Bei der Interpretation sollte der Eindruck einer breit angelegten Phantasie mit Metamorphosen entstehen.

Bertold Hummel

 

Peter Wittrich: Benedicamus domino op. 102 - Das Gipfelwerk in Bertold Hummels Orgelschaffen, Organ 1/0, S. 16-24, Schott Music, Mainz 2007

 

Ein gregorianisches Benedicamus Domino dient Bertold Hummel als Ausgangspunkt seines Orgelwerks op. 102. Gleich zu Beginn stellt die Orgel das Basismaterial des Stücks vor: das Incipit des Chorals (bestehend aus Ganztonschritten) wird mit intervallischem Material (dem Tritonus, der durch drei Ganztonschritte zu bilden ist) kontrastiert, Ganztonskalen vermitteln zwischen den beiden Konstituenten.

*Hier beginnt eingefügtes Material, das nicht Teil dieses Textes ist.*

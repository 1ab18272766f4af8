//! Line-oriented numeric record parsing.
//!
//! Every text importer reduces to the same loop: split a line into tokens,
//! read `x`, `y` and an optional absolute uncertainty, and derive an
//! inverse-variance weight. The formats differ in small but significant
//! ways (delimiters, unit conversion, what to do with non-positive
//! intensities, whether a bad line stops the read), so each variant carries
//! its own [`RecordPolicy`] rather than sharing one rule.

use crate::series::{temperature_from_comments, Comment, InstrumentKind, NumericSeries};

#[cfg(feature = "serde")]
use serde::{Deserialize, Serialize};

/// Cu Kα wavelength used when a file does not state one.
pub const DEFAULT_WAVELENGTH: f64 = 1.5428;
/// Sample temperature (K) used when no `Temp` comment parses.
pub const DEFAULT_TEMPERATURE: f64 = 300.0;
/// Any Q above this (in Å⁻¹) means the file was really in nm⁻¹.
pub const NM_DETECTION_THRESHOLD: f64 = 2.0;

/// How a line is split into tokens.
#[derive(Debug, Clone, Copy, PartialEq, Eq)]
pub enum Delimiters {
    /// Whitespace only.
    Whitespace,
    /// Commas and semicolons count as whitespace.
    Flexible,
}

impl Delimiters {
    /// Splits a line into tokens.
    #[must_use]
    pub fn tokenize(self, line: &str) -> Vec<&str> {
        match self {
            Self::Whitespace => line.split_whitespace().collect(),
            Self::Flexible => line
                .split(|c: char| c == ',' || c == ';' || c.is_whitespace())
                .filter(|t| !t.is_empty())
                .collect(),
        }
    }
}

/// Treatment of a point whose intensity is zero or negative.
#[derive(Debug, Clone, Copy, PartialEq, Eq)]
pub enum ZeroIntensity {
    /// Discard the point.
    Drop,
    /// Keep it with `y = 0, weight = 0`.
    ZeroWeight,
    /// Keep it with `y = 0, weight = 1`.
    UnitWeight,
}

/// Conversion applied to the abscissa.
#[derive(Debug, Clone, Copy, PartialEq, Eq)]
pub enum AxisUnits {
    /// Already in the target unit.
    Native,
    /// Q in nm⁻¹, divided by 10 on read.
    Nanometre,
    /// Rescale the whole series by 1/10 if any Q exceeds
    /// [`NM_DETECTION_THRESHOLD`].
    AutoDetect,
}

/// Which column, if any, carries the uncertainty.
#[derive(Debug, Clone, Copy, PartialEq, Eq)]
pub enum SigmaColumn {
    /// Column 3 whenever more than two columns are present; every token
    /// must be numeric.
    Trailing,
    /// Column 3 only when exactly three columns are present; tokens past
    /// the third are ignored.
    ExactlyThird,
}

/// What happens after a data line fails to parse.
#[derive(Debug, Clone, Copy, PartialEq, Eq)]
pub enum BadLine {
    /// Report it and continue with the next line.
    Skip,
    /// Report it and stop reading; points gathered so far are kept.
    Abort,
}

/// Complete parsing policy for one text format.
#[derive(Debug, Clone, Copy, PartialEq)]
pub struct RecordPolicy {
    pub delimiters: Delimiters,
    pub zero_intensity: ZeroIntensity,
    pub units: AxisUnits,
    pub sigma: SigmaColumn,
    pub bad_line: BadLine,
    /// Collect `key=value` header lines and skip blank lines.
    pub comments: bool,
    /// Lines with fewer than two tokens are reported rather than ignored.
    pub report_short_lines: bool,
    /// Leading lines whose parse failures are tolerated as header text.
    pub header_lines: usize,
}

/// The numeric text formats understood by the record parser.
#[derive(Debug, Clone, Copy, PartialEq, Eq, Hash)]
#[cfg_attr(feature = "serde", derive(Serialize, Deserialize))]
pub enum RecordFormat {
    /// Comma/semicolon/whitespace separated powder data.
    Csv,
    /// X-ray small-angle Q (Å⁻¹), I, E.
    XrayQ,
    /// X-ray small-angle Q (nm⁻¹), I, E.
    XrayQNm,
    /// Neutron CW small-angle Q (Å⁻¹, nm⁻¹ auto-detected), I, E.
    NeutronQ,
    /// Neutron CW small-angle Q (nm⁻¹), I, E.
    NeutronQNm,
}

impl RecordFormat {
    /// All record formats.
    pub const ALL: [Self; 5] = [
        Self::Csv,
        Self::XrayQ,
        Self::XrayQNm,
        Self::NeutronQ,
        Self::NeutronQNm,
    ];

    /// Parsing policy for this format.
    #[must_use]
    pub fn policy(self) -> RecordPolicy {
        let q_step = RecordPolicy {
            delimiters: Delimiters::Whitespace,
            zero_intensity: ZeroIntensity::Drop,
            units: AxisUnits::Native,
            sigma: SigmaColumn::Trailing,
            bad_line: BadLine::Skip,
            comments: true,
            report_short_lines: false,
            header_lines: 0,
        };
        match self {
            Self::Csv => RecordPolicy {
                delimiters: Delimiters::Flexible,
                zero_intensity: ZeroIntensity::ZeroWeight,
                units: AxisUnits::Native,
                sigma: SigmaColumn::ExactlyThird,
                bad_line: BadLine::Abort,
                comments: false,
                report_short_lines: true,
                header_lines: 1,
            },
            Self::XrayQ => q_step,
            Self::XrayQNm => RecordPolicy {
                units: AxisUnits::Nanometre,
                ..q_step
            },
            Self::NeutronQ => RecordPolicy {
                zero_intensity: ZeroIntensity::UnitWeight,
                units: AxisUnits::AutoDetect,
                ..q_step
            },
            Self::NeutronQNm => RecordPolicy {
                zero_intensity: ZeroIntensity::UnitWeight,
                units: AxisUnits::Nanometre,
                ..q_step
            },
        }
    }

    /// Instrument type for small-angle formats.
    #[must_use]
    pub fn instrument(self) -> Option<InstrumentKind> {
        match self {
            Self::Csv => None,
            Self::XrayQ | Self::XrayQNm => Some(InstrumentKind::XrayCw),
            Self::NeutronQ | Self::NeutronQNm => Some(InstrumentKind::NeutronCw),
        }
    }

    /// Parses `text` with this format's policy.
    #[must_use]
    pub fn parse(self, text: &str, defaults: &RecordDefaults) -> ParsedRecords {
        if self.policy().comments {
            log::info!("Read a q-step text file");
        }
        let mut parsed = parse_records(text, &self.policy(), defaults);
        parsed.instrument = self.instrument();
        parsed
    }
}

/// Fallback values applied before header comments are scanned.
#[derive(Debug, Clone, Copy, PartialEq)]
#[cfg_attr(feature = "serde", derive(Serialize, Deserialize))]
#[cfg_attr(feature = "serde", serde(default))]
pub struct RecordDefaults {
    pub wavelength: f64,
    pub temperature: f64,
}

impl Default for RecordDefaults {
    fn default() -> Self {
        Self {
            wavelength: DEFAULT_WAVELENGTH,
            temperature: DEFAULT_TEMPERATURE,
        }
    }
}

/// A data line that could not be read.
#[derive(Debug, Clone, PartialEq, Eq)]
pub struct LineError {
    /// 1-based line number.
    pub line: usize,
    /// The offending line.
    pub text: String,
}

/// Result of parsing one text file.
#[derive(Debug, Clone, PartialEq)]
pub struct ParsedRecords {
    pub series: NumericSeries,
    pub comments: Vec<Comment>,
    /// Instrument wavelength; `None` for formats without header comments.
    pub wavelength: Option<f64>,
    pub temperature: f64,
    pub instrument: Option<InstrumentKind>,
    pub line_errors: Vec<LineError>,
    /// Line at which an aborting policy stopped reading.
    pub aborted_at: Option<usize>,
}

enum Record {
    Point { x: f64, y: f64, weight: f64 },
    Dropped,
}

/// Parses line-oriented numeric text according to `policy`.
///
/// Never fails: unreadable lines are logged and recorded in
/// [`ParsedRecords::line_errors`].
#[must_use]
pub fn parse_records(text: &str, policy: &RecordPolicy, defaults: &RecordDefaults) -> ParsedRecords {
    let mut series = NumericSeries::default();
    let mut comments = Vec::new();
    let mut wavelength = policy.comments.then_some(defaults.wavelength);
    let mut line_errors = Vec::new();
    let mut aborted_at = None;

    for (index, line) in text.lines().enumerate() {
        let line_no = index + 1;

        if policy.comments {
            if line.is_empty() {
                continue;
            }
            if line.contains('=') {
                let comment = Comment::new(line);
                if comment.key().to_lowercase().contains("wave") {
                    if let Some(value) = comment.float_value() {
                        wavelength = Some(value);
                    }
                }
                comments.push(comment);
                continue;
            }
        }

        let tokens = policy.delimiters.tokenize(line);
        if tokens.len() < 2 {
            if policy.report_short_lines && index >= policy.header_lines {
                log::warn!("Line {line_no} cannot be read: {}", line.trim());
                line_errors.push(LineError {
                    line: line_no,
                    text: line.to_string(),
                });
            }
            continue;
        }

        match parse_record(&tokens, policy) {
            Some(Record::Point { x, y, weight }) => series.push(x, y, weight),
            Some(Record::Dropped) => {}
            None => {
                if index < policy.header_lines {
                    continue;
                }
                log::warn!("Error in line {line_no}");
                line_errors.push(LineError {
                    line: line_no,
                    text: line.to_string(),
                });
                if policy.bad_line == BadLine::Abort {
                    log::debug!("{}", line.trim());
                    aborted_at = Some(line_no);
                    break;
                }
            }
        }
    }

    if policy.units == AxisUnits::AutoDetect
        && series.x.iter().any(|&x| x > NM_DETECTION_THRESHOLD)
    {
        series.scale_x(0.1);
    }

    let temperature = temperature_from_comments(&comments, defaults.temperature);

    ParsedRecords {
        series,
        comments,
        wavelength,
        temperature,
        instrument: None,
        line_errors,
        aborted_at,
    }
}

fn parse_record(tokens: &[&str], policy: &RecordPolicy) -> Option<Record> {
    let (x, y, sigma) = match policy.sigma {
        SigmaColumn::Trailing => {
            let values = tokens
                .iter()
                .map(|t| t.parse::<f64>().ok())
                .collect::<Option<Vec<_>>>()?;
            (values[0], values[1], values.get(2).copied())
        }
        SigmaColumn::ExactlyThird => {
            let x = tokens[0].parse::<f64>().ok()?;
            let y = tokens[1].parse::<f64>().ok()?;
            // Non-positive intensities never consult the sigma column.
            let sigma = if tokens.len() == 3 && y > 0.0 {
                Some(tokens[2].parse::<f64>().ok()?)
            } else {
                None
            };
            (x, y, sigma)
        }
    };

    let x = match policy.units {
        AxisUnits::Nanometre => x / 10.0,
        AxisUnits::Native | AxisUnits::AutoDetect => x,
    };

    if y <= 0.0 {
        return Some(match policy.zero_intensity {
            ZeroIntensity::Drop => Record::Dropped,
            ZeroIntensity::ZeroWeight => Record::Point {
                x,
                y: 0.0,
                weight: 0.0,
            },
            ZeroIntensity::UnitWeight => Record::Point {
                x,
                y: 0.0,
                weight: 1.0,
            },
        });
    }

    let weight = match sigma {
        Some(s) => 1.0 / (s * s),
        None => 1.0 / y,
    };
    if !weight.is_finite() {
        return None;
    }
    Some(Record::Point { x, y, weight })
}
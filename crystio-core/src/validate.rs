//! Cheap content checks run before committing to a full parse.
//!
//! A caller probes several formats against one file and keeps the ones
//! that accept. Validators only look at content; extension handling lives
//! with the format registry.

use crate::map::{CCP4_HEADER_BYTES, CCP4_MAP_TAG, CCP4_TAG_OFFSET};
use crate::records::Delimiters;
use crate::{Error, Result};
use std::borrow::Cow;

/// Lines inspected by the delimited-text check (0-based index bound).
pub const DELIMITED_SCAN_LINES: usize = 1000;

const PNG_SIGNATURE: [u8; 8] = [0x89, b'P', b'N', b'G', 0x0D, 0x0A, 0x1A, 0x0A];
const HDF5_SIGNATURE: [u8; 8] = [0x89, b'H', b'D', b'F', 0x0D, 0x0A, 0x1A, 0x0A];

fn no_numeric_data() -> Error {
    Error::InvalidFormat("No 2 or more column numeric data found".to_string())
}

/// Decodes bytes as text, rejecting anything containing NUL bytes.
#[must_use]
pub fn as_text(bytes: &[u8]) -> Option<Cow<'_, str>> {
    if bytes.contains(&0) {
        return None;
    }
    Some(String::from_utf8_lossy(bytes))
}

/// Accepts a Q-step file if any line holds two or more numeric tokens.
///
/// Every line is inspected; header and comment lines are simply not
/// counted.
///
/// # Errors
/// Returns [`Error::InvalidFormat`] if no numeric line is found.
pub fn qstep_contents(text: &str) -> Result<usize> {
    let numeric = text
        .lines()
        .map(str::split_whitespace)
        .map(|tokens| tokens.map(str::parse::<f64>).collect::<Vec<_>>())
        .filter(|values| values.len() >= 2 && values.iter().all(std::result::Result::is_ok))
        .count();
    if numeric == 0 {
        return Err(no_numeric_data());
    }
    Ok(numeric)
}

/// Accepts comma/semicolon/whitespace separated columns.
///
/// The first two multi-token lines are tolerated even when they do not
/// parse (column titles); after that any non-numeric token among the first
/// three, or any line with fewer than two tokens, rejects the file. Only
/// the first [`DELIMITED_SCAN_LINES`] lines are examined.
///
/// # Errors
/// Returns [`Error::InvalidFormat`] on a rejected line or when no fully
/// numeric line was seen.
pub fn delimited_contents(text: &str) -> Result<usize> {
    let mut good = 0usize;
    let mut numeric = 0usize;

    for (index, line) in text.lines().enumerate() {
        if index > DELIMITED_SCAN_LINES {
            break;
        }
        let tokens = Delimiters::Flexible.tokenize(line);
        if tokens.len() < 2 {
            if good > 1 {
                return Err(Error::InvalidFormat(format!(
                    "line {} has fewer than two columns",
                    index + 1
                )));
            }
            continue;
        }

        let mut all_numeric = true;
        for token in tokens.iter().take(3) {
            if token.parse::<f64>().is_err() {
                if good > 1 {
                    return Err(Error::InvalidFormat(format!(
                        "non-numeric value '{token}' in line {}",
                        index + 1
                    )));
                }
                all_numeric = false;
            }
        }
        if all_numeric {
            numeric += 1;
        }
        good += 1;
    }

    if numeric == 0 {
        return Err(no_numeric_data());
    }
    Ok(numeric)
}

/// True if the bytes start with the PNG signature.
#[must_use]
pub fn looks_like_png(bytes: &[u8]) -> bool {
    bytes.starts_with(&PNG_SIGNATURE)
}

/// True if the bytes hold a full CCP4 header carrying the `MAP ` tag.
#[must_use]
pub fn looks_like_ccp4(bytes: &[u8]) -> bool {
    bytes.len() >= CCP4_HEADER_BYTES
        && bytes[CCP4_TAG_OFFSET..CCP4_TAG_OFFSET + CCP4_MAP_TAG.len()] == CCP4_MAP_TAG
}

/// True if an HDF5 superblock signature sits at offset 0 or at any
/// power-of-two user-block offset from 512 bytes on.
#[must_use]
pub fn looks_like_hdf5(bytes: &[u8]) -> bool {
    if bytes.starts_with(&HDF5_SIGNATURE) {
        return true;
    }
    let mut offset = 512usize;
    while offset + HDF5_SIGNATURE.len() <= bytes.len() {
        if bytes[offset..].starts_with(&HDF5_SIGNATURE) {
            return true;
        }
        offset *= 2;
    }
    false
}

#[cfg(test)]
mod tests {
    use super::*;

    #[test]
    fn test_qstep_accepts_numeric_with_header() {
        let text = "title line\nwavelength=1.54\n0.01 100 1.0\n0.02 90 1.0\n";
        assert_eq!(qstep_contents(text).unwrap(), 2);
    }

    #[test]
    fn test_qstep_rejects_text() {
        assert!(qstep_contents("just words here\nand more\n").is_err());
        assert!(qstep_contents("").is_err());
        assert!(qstep_contents("1\n2\n3\n").is_err());
    }

    #[test]
    fn test_delimited_tolerates_leading_titles() {
        let text = "angle,counts\n10.0,5\n10.5,6\n";
        assert_eq!(delimited_contents(text).unwrap(), 2);
    }

    #[test]
    fn test_delimited_rejects_late_garbage() {
        let text = "10.0,5\n10.5,6\n11.0,7\nend,of,data\n";
        assert!(delimited_contents(text).is_err());
    }

    #[test]
    fn test_delimited_rejects_short_line_after_data() {
        let text = "10.0,5\n10.5,6\n11.0,7\n\n";
        assert!(delimited_contents(text).is_err());
    }

    #[test]
    fn test_delimited_requires_numeric_line() {
        assert!(delimited_contents("a,b\nc,d\n").is_err());
        assert!(delimited_contents("").is_err());
    }

    #[test]
    fn test_delimited_scan_is_bounded() {
        let mut text = String::new();
        for i in 0..=DELIMITED_SCAN_LINES {
            text.push_str(&format!("{i},1\n"));
        }
        text.push_str("garbage,line\n");
        assert!(delimited_contents(&text).is_ok());
    }

    #[test]
    fn test_validation_is_idempotent() {
        let text = "0.01 1\n0.02 2\n";
        assert_eq!(qstep_contents(text).ok(), qstep_contents(text).ok());
        assert_eq!(delimited_contents(text).ok(), delimited_contents(text).ok());
    }

    #[test]
    fn test_binary_signatures() {
        let mut png = PNG_SIGNATURE.to_vec();
        png.extend_from_slice(&[0; 16]);
        assert!(looks_like_png(&png));
        assert!(!looks_like_hdf5(&png));

        let mut h5 = vec![0u8; 512];
        h5.extend_from_slice(&HDF5_SIGNATURE);
        assert!(looks_like_hdf5(&h5));
        assert!(!looks_like_png(&h5));
    }

    #[test]
    fn test_ccp4_tag_check() {
        let mut header = vec![0u8; CCP4_HEADER_BYTES];
        assert!(!looks_like_ccp4(&header));
        header[CCP4_TAG_OFFSET..CCP4_TAG_OFFSET + 4].copy_from_slice(&CCP4_MAP_TAG);
        assert!(looks_like_ccp4(&header));
        assert!(!looks_like_ccp4(&header[..CCP4_HEADER_BYTES - 1]));
    }

    #[test]
    fn test_as_text_rejects_nul() {
        assert!(as_text(b"1 2\n").is_some());
        assert!(as_text(b"1\0 2\n").is_none());
    }
}
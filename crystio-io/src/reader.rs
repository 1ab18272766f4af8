//! Memory-mapped file access.
//!

use crate::{Error, Result};
use memmap2::Mmap;
use std::borrow::Cow;
use std::fs::File;
use std::path::{Path, PathBuf};

/// A memory-mapped file reader.
///
/// Validators and byte-level decoders borrow the mapping; the file handle
/// is released when the reader is dropped.
pub struct MappedFileReader {
    mmap: Option<Mmap>,
    path: PathBuf,
}

impl MappedFileReader {
    /// Opens a file for memory-mapped reading.
    ///
    /// # Errors
    /// Returns an error if the file cannot be opened or memory-mapped.
    pub fn open<P: AsRef<Path>>(path: P) -> Result<Self> {
        let file = File::open(&path)?;
        let len = file.metadata()?.len();
        // Zero-length files cannot be mapped on every platform.
        let mmap = if len == 0 {
            None
        } else {
            // SAFETY: The file is opened read-only and we assume it is not modified concurrently.
            // This is the standard safety contract for memory mapping.
            #[allow(unsafe_code)]
            let mmap = unsafe { Mmap::map(&file) }.map_err(|e| {
                Error::MmapError(format!("{}: {e}", path.as_ref().display()))
            })?;
            Some(mmap)
        };
        Ok(Self {
            mmap,
            path: path.as_ref().to_path_buf(),
        })
    }

    /// Returns the file contents as a byte slice.
    #[must_use]
    pub fn as_bytes(&self) -> &[u8] {
        self.mmap.as_deref().unwrap_or(&[])
    }

    /// Returns the contents as text, or `None` for binary content.
    #[must_use]
    pub fn as_text(&self) -> Option<Cow<'_, str>> {
        crystio_core::validate::as_text(self.as_bytes())
    }

    /// Returns the file size in bytes.
    #[must_use]
    pub fn len(&self) -> usize {
        self.as_bytes().len()
    }

    /// Returns true if the file is empty.
    #[must_use]
    pub fn is_empty(&self) -> bool {
        self.len() == 0
    }

    /// Path the reader was opened with.
    #[must_use]
    pub fn path(&self) -> &Path {
        &self.path
    }

    /// File name without directories, used as the dataset label.
    #[must_use]
    pub fn file_name(&self) -> String {
        self.path
            .file_name()
            .map_or_else(String::new, |n| n.to_string_lossy().into_owned())
    }
}

#[cfg(test)]
mod tests {
    use super::*;
    use std::io::Write;
    use tempfile::NamedTempFile;

    #[test]
    fn test_mapped_file_reader() {
        let mut file = NamedTempFile::new().unwrap();
        file.write_all(b"0.01 10.0\n0.02 20.0\n").unwrap();
        file.flush().unwrap();

        let reader = MappedFileReader::open(file.path()).unwrap();
        assert_eq!(reader.len(), 20);
        assert!(!reader.is_empty());
        assert_eq!(reader.as_text().unwrap(), "0.01 10.0\n0.02 20.0\n");
    }

    #[test]
    fn test_mapped_file_reader_empty() {
        let file = NamedTempFile::new().unwrap();
        let reader = MappedFileReader::open(file.path()).unwrap();
        assert!(reader.is_empty());
        assert_eq!(reader.as_bytes(), &[] as &[u8]);
    }

    #[test]
    fn test_binary_content_is_not_text() {
        let mut file = NamedTempFile::new().unwrap();
        file.write_all(&[0x89, b'H', b'D', b'F', 0, 0]).unwrap();
        file.flush().unwrap();

        let reader = MappedFileReader::open(file.path()).unwrap();
        assert!(reader.as_text().is_none());
    }

    #[test]
    fn test_missing_file() {
        assert!(matches!(
            MappedFileReader::open("/nonexistent/crystio/file.xye"),
            Err(Error::Io(_))
        ));
    }
}
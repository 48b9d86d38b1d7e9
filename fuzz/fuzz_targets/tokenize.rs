#![no_main]

use css_syntax::decode_stylesheet_bytes;

libfuzzer_sys::fuzz_target!(|data: &[u8]| {
    // Fatal errors are expected on arbitrary input; panics are not.
    let _ = css_syntax::tokenize(data);

    // Decoding is idempotent: re-decoding the output, re-encoded as UTF-8,
    // reproduces it. A leading U+FEFF in the output would be sniffed as a
    // BOM the second time around, so that one case is skipped.
    if let Ok(decoded) = decode_stylesheet_bytes(data) {
        if decoded.first() != Some(&'\u{FEFF}') {
            let utf8: String = decoded.iter().collect();
            assert_eq!(decode_stylesheet_bytes(utf8.as_bytes()).as_deref(), Ok(&decoded[..]));
        }
    }
});
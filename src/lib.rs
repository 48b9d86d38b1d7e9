/* This Source Code Form is subject to the terms of the Mozilla Public
 * License, v. 2.0. If a copy of the MPL was not distributed with this
 * file, You can obtain one at http://mozilla.org/MPL/2.0/. */

//! The front-end of a CSS parser: byte decoding and tokenization.
//!
//! Two sequential stages form a pipeline:
//!
//! * [`decode_stylesheet_bytes`] turns a raw byte buffer into the canonical
//!   stream of code points defined by
//!   <https://www.w3.org/TR/css-syntax-3/#input-byte-stream>:
//!   BOM sniffing, UTF-8 decoding with U+FFFD error recovery, and
//!   newline/NUL preprocessing.
//! * [`tokenize_code_points`] runs the
//!   <https://www.w3.org/TR/css-syntax-3/#tokenization> state machine over
//!   that stream and produces [`Token`]s.
//!
//! [`parse`] and [`tokenize`] compose the two stages. Rule and declaration
//! parsing, selectors, and the CSSOM are out of scope; they consume the
//! token stream produced here.

#[macro_use]
mod macros;

pub use crate::error::ParseError;
pub use crate::from_bytes::{decode_stylesheet_bytes, Encoding};
pub use crate::tokenizer::{tokenize_code_points, NumericValue, Token};

pub mod code_points;
mod error;
mod from_bytes;
mod tokenizer;


/// Decode and tokenize a stylesheet, discarding the token stream.
///
/// This is the boolean-level entry point: `Ok(())` means the input decoded
/// (or was repaired with U+FFFD) and tokenized without a fatal error.
/// Recoverable errors (bad strings, bad urls) are absorbed into the token
/// stream and do not fail the parse.
pub fn parse(css: &[u8]) -> Result<(), ParseError> {
    let input = decode_stylesheet_bytes(css)?;
    tokenize_code_points(input)?;
    Ok(())
}

/// Decode and tokenize a stylesheet, returning the token stream.
pub fn tokenize(css: &[u8]) -> Result<Vec<Token>, ParseError> {
    let input = decode_stylesheet_bytes(css)?;
    tokenize_code_points(input)
}
use serde::{Deserialize, Serialize};

use std::fmt;
use std::str::FromStr;

/// Whether a bot's process is currently running.
///
/// Distinct from lifecycle state: a bot can be configured and enabled yet
/// offline because nothing has started it.
#[derive(Debug, Clone, Copy, PartialEq, Eq, Serialize, Deserialize)]
#[serde(rename_all = "lowercase")]
pub enum Presence {
    Online,
    Offline,
}

impl Presence {
    /// Map a raw running flag onto a presence value.
    pub fn from_running(is_running: bool) -> Self {
        if is_running {
            Presence::Online
        } else {
            Presence::Offline
        }
    }

    /// Render the one-line status sentence shown in the panel console.
    ///
    /// The name is embedded unmodified -- empty or whitespace-only names
    /// simply produce the template with an empty substitution.
    ///
    /// # Examples
    ///
    /// ```
    /// use botpanel_types::presence::Presence;
    ///
    /// assert_eq!(
    ///     Presence::Online.status_line("AlphaBot"),
    ///     "AlphaBot is currently ONLINE."
    /// );
    /// assert_eq!(Presence::Offline.status_line("AlphaBot"), "AlphaBot is OFFLINE.");
    /// ```
    pub fn status_line(&self, name: &str) -> String {
        match self {
            Presence::Online => format!("{name} is currently ONLINE."),
            Presence::Offline => format!("{name} is OFFLINE."),
        }
    }
}

impl fmt::Display for Presence {
    fn fmt(&self, f: &mut fmt::Formatter<'_>) -> fmt::Result {
        match self {
            Presence::Online => write!(f, "online"),
            Presence::Offline => write!(f, "offline"),
        }
    }
}

impl FromStr for Presence {
    type Err = String;

    fn from_str(s: &str) -> Result<Self, Self::Err> {
        match s.to_lowercase().as_str() {
            "online" => Ok(Presence::Online),
            "offline" => Ok(Presence::Offline),
            other => Err(format!("invalid presence: '{other}'")),
        }
    }
}

/// Render a bot's status sentence from its name and running flag.
///
/// Accepts any name as-is, including the empty string. No validation,
/// no side effects.
///
/// # Examples
///
/// ```
/// use botpanel_types::presence::format_bot_status;
///
/// assert_eq!(format_bot_status("AlphaBot", true), "AlphaBot is currently ONLINE.");
/// assert_eq!(format_bot_status("AlphaBot", false), "AlphaBot is OFFLINE.");
/// ```
pub fn format_bot_status(name: &str, is_running: bool) -> String {
    Presence::from_running(is_running).status_line(name)
}

/// Render the running-count label shown in the panel status bar.
///
/// # Examples
///
/// ```
/// use botpanel_types::presence::format_active_count;
///
/// assert_eq!(format_active_count(3), "Active Bots: 3");
/// ```
pub fn format_active_count(count: u64) -> String {
    format!("Active Bots: {count}")
}
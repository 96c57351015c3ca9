/// Render the console greeting shown when a bot session opens.
///
/// Any name is accepted as-is, including the empty string.
///
/// # Examples
///
/// ```
/// use botpanel_types::greeting::greeting;
///
/// assert_eq!(greeting("Sam"), "Hello, Sam!");
/// ```
pub fn greeting(name: &str) -> String {
    format!("Hello, {name}!")
}

#[cfg(test)]
mod tests {
    use super::*;

    #[test]
    fn test_greeting() {
        assert_eq!(greeting("Sam"), "Hello, Sam!");
    }

    #[test]
    fn test_greeting_empty_name() {
        assert_eq!(greeting(""), "Hello, !");
    }

    #[test]
    fn test_greeting_idempotent() {
        assert_eq!(greeting("Bot Manager User"), greeting("Bot Manager User"));
    }
}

Ein neues Element wird durch das solistisch eingesetzte Pedal eingeführt, dessen motivisches Material sich auf Halbtonschritte zurückführen lässt. Dies fungiert schließlich als Auslöser für den Einsatz des vollständigen Chorals, in parallel geführten Quartsextakkorden und zunächst in einem leisen Flötenregister. Die damit vollzähligen musikalischen Gestaltungselemente: Tritonus/Ganztonskala, Halbtonanschluss, Parallelverschiebung werden nun in einer Steigerungsform durchgeführt, bevor der Choral im fortissimo ertönt. Ein liedhafter Mittelteil wird verschiedentlich von toccatenhaften, mit repetitiven Gruppen angereicherten Einschüben unterbrochen und letztlich verdrängt. Ein finaler Aufschwung mündet in einen apotheotischen Lobgesang, um den letzten Einsatz des Chorals als eine Art Abgesang in einem leisen Register (mit Begleitung der vox caelestis) zu bringen. Repetitive Segmente im kleinen wie Wiederholungen einzelner Formteile im großen strukturieren das Werk; die Technik den Choral mit parallel verschobenen Akkorden zu begleiten, ist als Reminiszenz an das mittelalterliche organum (und ähnliche Verfahren, wie Fauxbourdon) zu deuten.

Dr. Andreas Jacob


Presse

Mittelbayerische Zeitung Regensburg, 2. 12. 2009

Mit einer weiteren Choralbearbeitung Hummels, dem weit dimensionierten „Benedicamus Domino“ op. 102, präsentierte sich Sul Bi Yi, die Gewinnerin des Wettbewerbs. Ihr gelang es am schlüssigsten, aus den einzelnen kontrastierenden Elementen von Hummels Klangsprache ein Ganzes zu gestalten und aus Choralmelos, virtuosem Laufwerk, farbigen Harmonieflächen und hereintönenden Vogelstimmen einen lebendigen Spannungsbogen zu entwickeln.